The Redoubt Fortress was built in 1805 to help repel any attempts to invade the British Isles during the Napoleonic Wars. Notably, the fortress is a Scheduled Monument in recognition of its significance as a historic building.
Working closely with Historic England, Eastbourne Borough Council has commissioned the removal of the colonnade. Historic England will monitor the progress of the work, which is expected to take 28 weeks to complete.
Councillor Colin Swansborough, Cabinet Member for Heritage Assets, said: “While there will be some sadness to see the colonnade removed, our priority must be the safety of the public and the long-term future of the Redoubt Fortress.
“These are significant works and follow the £750,000 investment the council made in the Bandstand, all reflecting our determination to maintain our seafront assets despite the unprecedented pressures on council funding.”

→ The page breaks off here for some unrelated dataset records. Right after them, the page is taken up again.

use diesel::prelude::*;
use diesel_derive_enum::DbEnum;
use jiff_diesel::DateTime;
use serde::{Deserialize, Serialize};
use utoipa::ToSchema;

#[derive(Debug, Clone, Copy, PartialEq, Eq, Serialize, Deserialize, DbEnum, ToSchema)]
#[db_enum(existing_type_path = "crate::schema::sql_types::UserGender")]
#[serde(rename_all = "lowercase")]
pub enum Gender {
    Male,
    Female,
    X,
}

#[derive(Debug, Clone, Copy, PartialEq, Eq, Serialize, Deserialize, DbEnum, ToSchema)]
#[db_enum(existing_type_path = "crate::schema::sql_types::UserSeniority")]
#[serde(rename_all = "lowercase")]
pub enum Seniority {
    Trainee,
    Jr,
    Ssr,
    Senior,
}

/// User model for reading from database
#[derive(Debug, Queryable, Selectable, Clone, PartialEq)]
#[diesel(table_name = crate::schema::users)]
#[diesel(check_for_backend(diesel::pg::Pg))]
pub struct User {
    pub id: i32,
    pub first_name: String,
    pub last_name: String,
    pub email: String,
    pub gender: Gender,
    pub seniority: Seniority,
    pub experience: Option<String>,
    pub created_at: DateTime,
    pub updated_at: DateTime,
}

/// NewUser model for inserting new records.
/// Timestamps are filled in by the store.
#[derive(Debug, Insertable, Clone)]
#[diesel(table_name = crate::schema::users)]
pub struct NewUser {
    pub first_name: String,
    pub last_name: String,
    pub email: String,
    pub gender: Gender,
    pub seniority: Seniority,
    pub experience: Option<String>,
}

/// Partial update; `None` leaves the stored value untouched.
///
/// `experience` is nullable, so `Some(None)` clears it.
#[derive(Debug, Clone, Default)]
pub struct UpdateUser {
    pub first_name: Option<String>,
    pub last_name: Option<String>,
    pub email: Option<String>,
    pub gender: Option<Gender>,
    pub seniority: Option<Seniority>,
    pub experience: Option<Option<String>>,
}

/// Full-row changeset written back by `save`.
///
/// `experience` is written as-is so a stored NULL stays NULL.
#[derive(Debug, AsChangeset)]
#[diesel(table_name = crate::schema::users)]
#[diesel(treat_none_as_null = true)]
pub struct UserChangeset<'a> {
    pub first_name: &'a str,
    pub last_name: &'a str,
    pub email: &'a str,
    pub gender: Gender,
    pub seniority: Seniority,
    pub experience: Option<&'a str>,
}

impl User {
    /// Overwrites every field present in `changes` and keeps the rest.
    pub fn merge(mut self, changes: UpdateUser) -> Self {
        if let Some(first_name) = changes.first_name {
            self.first_name = first_name;
        }
        if let Some(last_name) = changes.last_name {
            self.last_name = last_name;
        }
        if let Some(email) = changes.email {
            self.email = email;
        }
        if let Some(gender) = changes.gender {
            self.gender = gender;
        }
        if let Some(seniority) = changes.seniority {
            self.seniority = seniority;
        }
        if let Some(experience) = changes.experience {
            self.experience = experience;
        }
        self
    }

    pub fn as_changeset(&self) -> UserChangeset<'_> {
        UserChangeset {
            first_name: &self.first_name,
            last_name: &self.last_name,
            email: &self.email,
            gender: self.gender,
            seniority: self.seniority,
            experience: self.experience.as_deref(),
        }
    }
}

During the First World War the military police used the Redoubt as a headquarters and temporary jail. The army requisitioned the building in the Second World War to use for storage. In 1944, anti-aircraft guns were mounted on the gun platforms to counter passing V-1 flying bombs. Canadian troops also spent time at the Redoubt in the build up to the D-Day landings.
The Redoubt Fortress remains the most complete and original example of a British Napoleonic era fortress.
In a statement, a spokesperson for the Friends of Eastbourne Seafront, long-time campaigners for the redoubt to be reopened said: “It’s expected that Redoubt can be reopened later this year for guided walks and small scale events. We have been campaigning for this for a long time and are hopeful that we can support EBC by providing guided walks and small events later this year.”